The Extreme Risk of Personal Data Breaches & The Erosion of Privacy

TL;DR

This paper analyzes the increasing risk and scale of personal data breaches, revealing their heavy-tailed distribution, growth projections, and implications for privacy erosion due to cybercriminal activities.

Contribution

It provides a statistical model of breach sizes using a heavy-tailed distribution and projects future breach growth, highlighting the escalating privacy risks.

Findings

Maximum breach size around 200 million items

Breach sizes follow a heavy-tailed Pareto distribution

Total breached information expected to double in five years

Abstract

Personal data breaches from organisations, enabling mass identity fraud, constitute an \emph{extreme risk}. This risk worsens daily as an ever-growing amount of personal data are stored by organisations and on-line, and the attack surface surrounding this data becomes larger and harder to secure. Further, breached information is distributed and accumulates in the hands of cyber criminals, thus driving a cumulative erosion of privacy. Statistical modeling of breach data from 2000 through 2015 provides insights into this risk: A current maximum breach size of about 200 million is detected, and is expected to grow by fifty percent over the next five years. The breach sizes are found to be well modeled by an \emph{extremely heavy tailed} truncated Pareto distribution, with tail exponent parameter decreasing linearly from 0.57 in 2007 to 0.37 in 2015. With this current model, given a breach contains above fifty thousand items, there is a ten percent probability of exceeding ten million.
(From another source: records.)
fn absolute_or_given(path: &Path) -> PathBuf {
    std::path::absolute(path).unwrap_or_else(|e| {
        warn!(?path, error = %e, "Failed to resolve absolute path");
        path.to_path_buf()
    })
}

/// Scan every regular file under `root` and plan its move into `dest_root`.
///
/// Returns one result per file in arrival order. A failed walk discards the
/// collected results and returns the walk error instead; per-file problems
/// never abort the scan.
pub fn scan_dir(
    root: &Path,
    dest_root: &Path,
    config: &Config,
    dispatch: Dispatch,
) -> Result<Vec<ScanResult>> {
    tracing::dispatcher::with_default(&dispatch.clone(), || -> Result<Vec<ScanResult>> {
        let _span = info_span!("scan", ?root).entered();

        let (canceller, cancel) = cancellation();
        let walker = walk::walk(root, cancel.clone())?;
        scan_paths(walker, canceller, cancel, dest_root, config, dispatch)
    })
}

/// Digest every path `walker` emits and aggregate the results.
///
/// `canceller` is fired before returning, whatever the outcome.
fn scan_paths(
    walker: walk::Walk,
    canceller: Canceller,
    cancel: CancelToken,
    dest_root: &Path,
    config: &Config,
    dispatch: Dispatch,
) -> Result<Vec<ScanResult>> {
    let workers = config.worker_count();
    let digester = Digester::new(Arc::new(config.clone()), dest_root, dispatch);
    let pool = rayon::ThreadPoolBuilder::new()
        .num_threads(workers)
        .thread_name(|i| format!("digester-{i}"))
        .build()?;

    let (results_tx, results_rx) = bounded::<ScanResult>(0);
    for _ in 0..workers {
        let digester = digester.clone();
        let paths = walker.paths().clone();
        let results = results_tx.clone();
        let cancel = cancel.clone();
        pool.spawn(move || digester.run(&paths, &results, &cancel));
    }
    // The result stream closes once every digester has returned.
    drop(results_tx);

    let collected: Vec<ScanResult> = results_rx.iter().collect();

    let outcome = walker.finish();
    canceller.cancel();
    if let Err(e) = outcome {
        warn!(discarded = collected.len(), error = %e, "Walk failed, discarding results");
        return Err(e);
    }

    info!(files = collected.len(), workers, "Scan complete");
    Ok(collected)
}
//! MD5 content fingerprints
//!
//! Fingerprints are recorded in the scan log only; duplicate detection at
//! move time compares sizes, not digests.

use tracing::trace;

/// Hex-encoded MD5 digest of the given bytes
pub fn fingerprint(data: &[u8]) -> String {
    let digest = format!("{:x}", md5::compute(data));
    trace!(len = data.len(), %digest, "Computed fingerprint");
    digest
}
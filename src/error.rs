//! Error types for the media sorter

use std::path::PathBuf;
use thiserror::Error;

/// Result type alias for media sorter operations
pub type Result<T> = std::result::Result<T, Error>;

/// Main error type for the media sorter
#[derive(Error, Debug)]
pub enum Error {
    #[error("IO error: {0}")]
    Io(#[from] std::io::Error),

    #[error("Failed to read EXIF data: {message}")]
    ExifRead { message: String },

    #[error("Invalid path {path}: {message}")]
    InvalidPath { path: PathBuf, message: String },

    #[error("Configuration error: {0}")]
    Config(String),

    #[error("Walk canceled")]
    WalkCanceled,

    #[error("Serialization error: {0}")]
    Serialization(#[from] serde_json::Error),

    #[error("Failed to start digester pool: {0}")]
    ThreadPool(#[from] rayon::ThreadPoolBuildError),

    #[error("Directory traversal error: {0}")]
    WalkDir(#[from] walkdir::Error),
}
A size effect is unearthed where both the frequency and severity of breaches scale with organisation size like $s^{0.6}$. Projections indicate that the total amount of breached information is expected to double from two to four billion items within the next five years, eclipsing the population of users of the Internet. This massive and uncontrolled dissemination of personal identities raises fundamental concerns about privacy.